Le zoonosi con cui dobbiamo fare i conti
La rabbia non è certo l’unica “vecchia” zoonosi con tasso di letalità elevatissimo con cui dobbiamo fare i conti tuttora. La peste, causata dal batterio Yersina pestis e trasmessa dalle pulci dei roditori, non è ancora stata debellata.
Mentre i cani possono trasmettere echinococcosi (infezioni causate da vermi), così come dai gatti, in particolare attraverso le loro feci, la toxoplasmosi (malattia causata dal protista Toxoplasma gondii), pericolosa soprattutto in gravidanza. «Esistono alcune zoonosi legate al rischio professionale come la brucellosi: un tempo tutti i veterinari la contraevano, ma oggi questa malattia può considerarsi pressoché eradicata anche se rimane tuttora in alcune Regioni del Mezzogiorno. Lo stesso si può dire della tubercolosi bovina» riprende Duranti, sottolineando come «in entrambi i casi, lo strumento principe nella lotta alle infezioni sono stati la sorveglianza e il controllo della movimentazione».
Il ruolo degli alimenti contaminati
E di certo anche le pratiche igieniche, come quelle della pastorizzazione: sia la brucellosi, causata da batteri del genere Brucella, sia la tubercolosi bovina, provocata dal batterio Mycobacterium bovis, possono arrivare all’uomo tramite alimenti contaminati, come il latte, oltre che per contatto con animali infetti.
Il consumo di acqua e alimenti contaminati è tra le strade più battute dagli agenti patogeni per raggiungere l’uomo. Il più recente rapporto One Health sulle zoonosi, pubblicato dall’Autorità europea per la sicurezza alimentare (EFSA) e dal Centro europeo per la prevenzione e il controllo delle malattie (ECDC), dimostra che le infezioni più comuni sono quelle provocate dai batteri Campylobacter, Salmonella e Yersinia enterocolitica (qui un riassunto elaborato da Epicentro). Con alcune variazioni del caso, tutte arrivano all’uomo tramite il consumo di acqua e alimenti contaminati (come carne di maiale, pollo, latte e uovo), così come lo è per la trichinellosi causata dal nematode Trichinella.

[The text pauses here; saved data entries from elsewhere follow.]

use anyhow::Context;

#[derive(Debug, Clone)]
pub struct Config {
    /// Absent means the service runs without storage.
    pub database_url: Option<String>,
    /// Overrides the database named in `database_url` when set.
    pub database_name: Option<String>,
    pub max_connections: u32,
    pub host: String,
    pub port: u16,
}

impl Config {
    pub fn from_env() -> anyhow::Result<Self> {
        Self::from_lookup(|key| std::env::var(key).ok())
    }

    /// Builds the config from any key/value source. Empty values count as unset.
    pub fn from_lookup<F>(lookup: F) -> anyhow::Result<Self>
    where
        F: Fn(&str) -> Option<String>,
    {
        let get = |key: &str| lookup(key).filter(|v| !v.trim().is_empty());

        Ok(Self {
            database_url: get("DATABASE_URL"),
            database_name: get("DATABASE_NAME"),
            max_connections: get("DATABASE_MAX_CONNECTIONS")
                .unwrap_or_else(|| "5".to_string())
                .parse()
                .context("DATABASE_MAX_CONNECTIONS must be a valid number")?,
            host: get("HOST").unwrap_or_else(|| "0.0.0.0".to_string()),
            port: get("PORT")
                .unwrap_or_else(|| "8000".to_string())
                .parse()
                .context("PORT must be a valid number")?,
        })
    }
}

#[cfg(test)]
mod tests {
    use std::collections::HashMap;

    use super::*;

    fn from_pairs(pairs: &[(&str, &str)]) -> anyhow::Result<Config> {
        let vars: HashMap<String, String> = pairs
            .iter()
            .map(|(k, v)| (k.to_string(), v.to_string()))
            .collect();
        Config::from_lookup(|key| vars.get(key).cloned())
    }

    #[test]
    fn defaults_when_nothing_is_set() {
        let config = from_pairs(&[]).unwrap();
        assert!(config.database_url.is_none());
        assert!(config.database_name.is_none());
        assert_eq!(config.max_connections, 5);
        assert_eq!(config.host, "0.0.0.0");
        assert_eq!(config.port, 8000);
    }

    #[test]
    fn reads_database_settings() {
        let config = from_pairs(&[
            ("DATABASE_URL", "postgres://localhost/app"),
            ("DATABASE_NAME", "catalog"),
            ("PORT", "9090"),
        ])
        .unwrap();
        assert_eq!(config.database_url.as_deref(), Some("postgres://localhost/app"));
        assert_eq!(config.database_name.as_deref(), Some("catalog"));
        assert_eq!(config.port, 9090);
    }

    #[test]
    fn blank_values_count_as_unset() {
        let config = from_pairs(&[("DATABASE_URL", "  "), ("DATABASE_NAME", "")]).unwrap();
        assert!(config.database_url.is_none());
        assert!(config.database_name.is_none());
    }

    #[test]
    fn invalid_port_is_an_error() {
        let err = from_pairs(&[("PORT", "eighty")]).unwrap_err();
        assert!(err.to_string().contains("PORT"));
    }
}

Attività di sorveglianza, prevenzione, cura, dialogo tra medici e veterinari, e l’adozione di appropriate norme igieniche rappresentano da sempre i capisaldi nella lotta alle zoonosi. Ma in un’ottica di One Health anche il corretto utilizzo delle armi che abbiamo oggi a disposizione per combattere le infezioni potrebbe aiutare: l’uso indiscriminato di antibiotici rende infatti sempre più difficile combattere le infezioni. Comprese quelle che arrivano dagli animali.